MIDIRS Essence > September 2010 > MIDIRS


Inside first: creating a value driven service


Originally posted on Sept 2010


Inside first: creating a value driven service

by Debby Gould, Head of Midwifery, University College London



In these difficult times of recession, cut backs and uncertainty regarding the NHS, it is important to get midwives and nurses to understand their pivotal role in delivering high quality care.

Unfortunately it is also our clinical midwives and nurses who are most vulnerable to influence from other people and pressures which may lead them personally to cut corners in care in order to survive in difficult circumstances. The Mid Staffordshire Inquiry (The Mid Staffordshire NHS Foundation Trust Inquiry 2010) suggested that nurses may have become habituated into providing low standards of care. Therefore, little by little, they cut corners to get through their ‘work’ as they dealt with reducing staff levels, the more complex needs of the people they cared for and increasing targets to hit. This led to probable falsifying of records, higher morbidity and mortality rates and an increasing immunity to the need to protect the privacy and dignity of the people in their care. It is within the paradigm of treating people like ‘work’ and midwifery or nursing as a ‘job’ that caring and compassion is lost.

By getting midwives to re-engage in what made them become a midwife, I believe you can help overcome the conforming to institutional behaviours revealed in midwifery by Kirkham (2004) where midwives reported that they often knew that the care they were delivering was not evidenced-based or woman-centred but it let them live a more peaceful work life.

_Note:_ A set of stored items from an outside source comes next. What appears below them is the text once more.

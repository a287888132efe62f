//! Workflow: a named DAG of tasks plus the engine that runs it.
//!
//! The caller builds a [`Workflow`] once (tasks, explicit edges, optionally
//! inferred reference edges), then calls [`Workflow::run`]. Running validates
//! the graph, restores recorded checkpoints, dispatches ready tasks
//! concurrently and returns a [`WorkflowReport`](dagon_types::workflow::WorkflowReport).

pub mod checkpoint;
pub mod dag;
mod engine;

pub use checkpoint::CheckpointStore;
pub use dag::TaskGraph;

use std::collections::{BTreeMap, BTreeSet, HashMap};
use std::path::{Path, PathBuf};
use std::sync::Arc;

use serde_json::json;

use crate::reference::referenced_tasks;
use crate::sandbox::SandboxDriver;
use crate::task::{Task, TaskError};

// ---------------------------------------------------------------------------
// Errors
// ---------------------------------------------------------------------------

/// Errors that stop a workflow as a whole. Individual task failures are
/// reported as outcomes instead.
#[derive(Debug, thiserror::Error)]
pub enum WorkflowError {
    /// Workflow file could not be parsed.
    #[error("parse error: {0}")]
    Parse(String),

    /// Structural validation failure.
    #[error("validation error: {0}")]
    Validation(String),

    #[error("duplicate task name '{0}'")]
    DuplicateTask(String),

    #[error("unknown dependency: {0}")]
    UnknownDependency(String),

    #[error("cycle detected: {0}")]
    CycleDetected(String),

    /// Checkpoint file could not be read or written.
    #[error("checkpoint error: {0}")]
    Checkpoint(String),

    /// The engine itself failed (e.g. a task future panicked).
    #[error("execution error: {0}")]
    Execution(String),

    #[error("I/O error: {0}")]
    Io(#[from] std::io::Error),

    #[error(transparent)]
    Task(#[from] TaskError),
}

// ---------------------------------------------------------------------------
// Workflow
// ---------------------------------------------------------------------------

pub struct Workflow<D: SandboxDriver> {
    name: String,
    tasks: HashMap<String, Arc<Task<D>>>,
    /// Insertion order, for stable reporting.
    order: Vec<String>,
    predecessors: BTreeMap<String, BTreeSet<String>>,
    checkpoint_file: Option<PathBuf>,
    dry_run: bool,
    max_concurrency: Option<usize>,
}

impl<D: SandboxDriver> std::fmt::Debug for Workflow<D> {
    fn fmt(&self, f: &mut std::fmt::Formatter<'_>) -> std::fmt::Result {
        f.debug_struct("Workflow")
            .field("name", &self.name)
            .field("tasks", &self.order)
            .field("predecessors", &self.predecessors)
            .field("checkpoint_file", &self.checkpoint_file)
            .field("dry_run", &self.dry_run)
            .finish()
    }
}

impl<D: SandboxDriver> Workflow<D> {
    pub fn new(name: impl Into<String>) -> Self {
        Self {
            name: name.into(),
            tasks: HashMap::new(),
            order: Vec::new(),
            predecessors: BTreeMap::new(),
            checkpoint_file: None,
            dry_run: false,
            max_concurrency: None,
        }
    }

    pub fn name(&self) -> &str {
        &self.name
    }

    pub fn add_task(&mut self, task: Task<D>) -> Result<Arc<Task<D>>, WorkflowError> {
        let name = task.name().to_string();
        if self.tasks.contains_key(&name) {
            return Err(WorkflowError::DuplicateTask(name));
        }
        let task = Arc::new(task);
        self.tasks.insert(name.clone(), Arc::clone(&task));
        self.predecessors.insert(name.clone(), BTreeSet::new());
        self.order.push(name);
        Ok(task)
    }

    /// Declare that `task` runs only after `depends_on` is done.
    pub fn add_dependency(&mut self, task: &str, depends_on: &str) -> Result<(), WorkflowError> {
        if !self.tasks.contains_key(depends_on) {
            return Err(WorkflowError::UnknownDependency(format!(
                "task '{task}' depends on unknown task '{depends_on}'"
            )));
        }
        let preds = self.predecessors.get_mut(task).ok_or_else(|| {
            WorkflowError::UnknownDependency(format!("no task named '{task}'"))
        })?;
        preds.insert(depends_on.to_string());
        Ok(())
    }

    /// Add an edge for every cross-task reference found in a command.
    /// Self references and references to unknown tasks are left alone; the
    /// latter are rejected by validation.
    pub fn infer_dependencies(&mut self) {
        for name in &self.order {
            let referenced = referenced_tasks(self.tasks[name].command());
            let Some(preds) = self.predecessors.get_mut(name) else {
                continue;
            };
            for source in referenced {
                if source != *name && self.tasks.contains_key(&source) {
                    tracing::debug!(workflow = %self.name, task = %name, depends_on = %source, "inferred dependency");
                    preds.insert(source);
                }
            }
        }
    }

    pub fn set_dry_run(&mut self, dry_run: bool) {
        self.dry_run = dry_run;
    }

    pub fn is_dry_run(&self) -> bool {
        self.dry_run
    }

    pub fn set_checkpoint_file(&mut self, path: impl Into<PathBuf>) {
        self.checkpoint_file = Some(path.into());
    }

    pub fn checkpoint_file(&self) -> Option<&Path> {
        self.checkpoint_file.as_deref()
    }

    /// Limit the number of tasks running at once. `None` is unbounded.
    pub fn set_max_concurrency(&mut self, limit: Option<usize>) {
        self.max_concurrency = limit;
    }

    pub fn task(&self, name: &str) -> Option<&Arc<Task<D>>> {
        self.tasks.get(name)
    }

    /// Tasks in insertion order.
    pub fn tasks(&self) -> impl Iterator<Item = &Arc<Task<D>>> {
        self.order.iter().map(|name| &self.tasks[name])
    }

    pub fn predecessors(&self, task: &str) -> Option<&BTreeSet<String>> {
        self.predecessors.get(task)
    }

    /// Check graph shape and that every reference names a known task.
    pub fn validate(&self) -> Result<TaskGraph, WorkflowError> {
        for name in &self.order {
            for referenced in referenced_tasks(self.tasks[name].command()) {
                if !self.tasks.contains_key(&referenced) {
                    return Err(TaskError::UnknownTask {
                        task: name.clone(),
                        referenced,
                    }
                    .into());
                }
            }
        }
        TaskGraph::build(&self.order, &self.predecessors)
    }

    /// Audit description of the workflow.
    pub fn as_json(&self) -> serde_json::Value {
        let tasks: Vec<serde_json::Value> = self
            .tasks()
            .map(|task| {
                let spec = task.spec();
                json!({
                    "name": spec.name,
                    "command": spec.command,
                    "kind": spec.kind,
                    "backend": spec.backend,
                    "placement": spec.placement,
                    "working_dir": spec.working_dir,
                    "predecessors": self.predecessors.get(&spec.name),
                })
            })
            .collect();

        json!({
            "name": self.name,
            "dry_run": self.dry_run,
            "checkpoint_file": self.checkpoint_file,
            "tasks": tasks,
        })
    }
}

First it is important to realise that often midwives and nurses mean no deliberate harm. They are responding to their own subconscious minds (Murphy 2006). The subconscious mind always works to maximise personal survival as it sees it, whatever the circumstances. Staggeringly during our daily lives it is our vast subconscious mind, constituting 10/11ths of the brain, which drives most of our actions and behaviours, from respiration and walking to that instant reaction to a thought or comment. It is in a moment that ingrained attitudes and behaviours are triggered and exhibited. To address poor attitudes or behaviours or even passive complacency we need to break this cycle. We need midwives in their daily interactions to have different attitudes or behaviours triggered. We need to release attitudes and behaviours that drive midwives to advance advocacy and accountability with pride and determination, rather than retreat in passivity and be silently overwhelmed by the institutional norms. So how can we get midwives to re-engage with core values?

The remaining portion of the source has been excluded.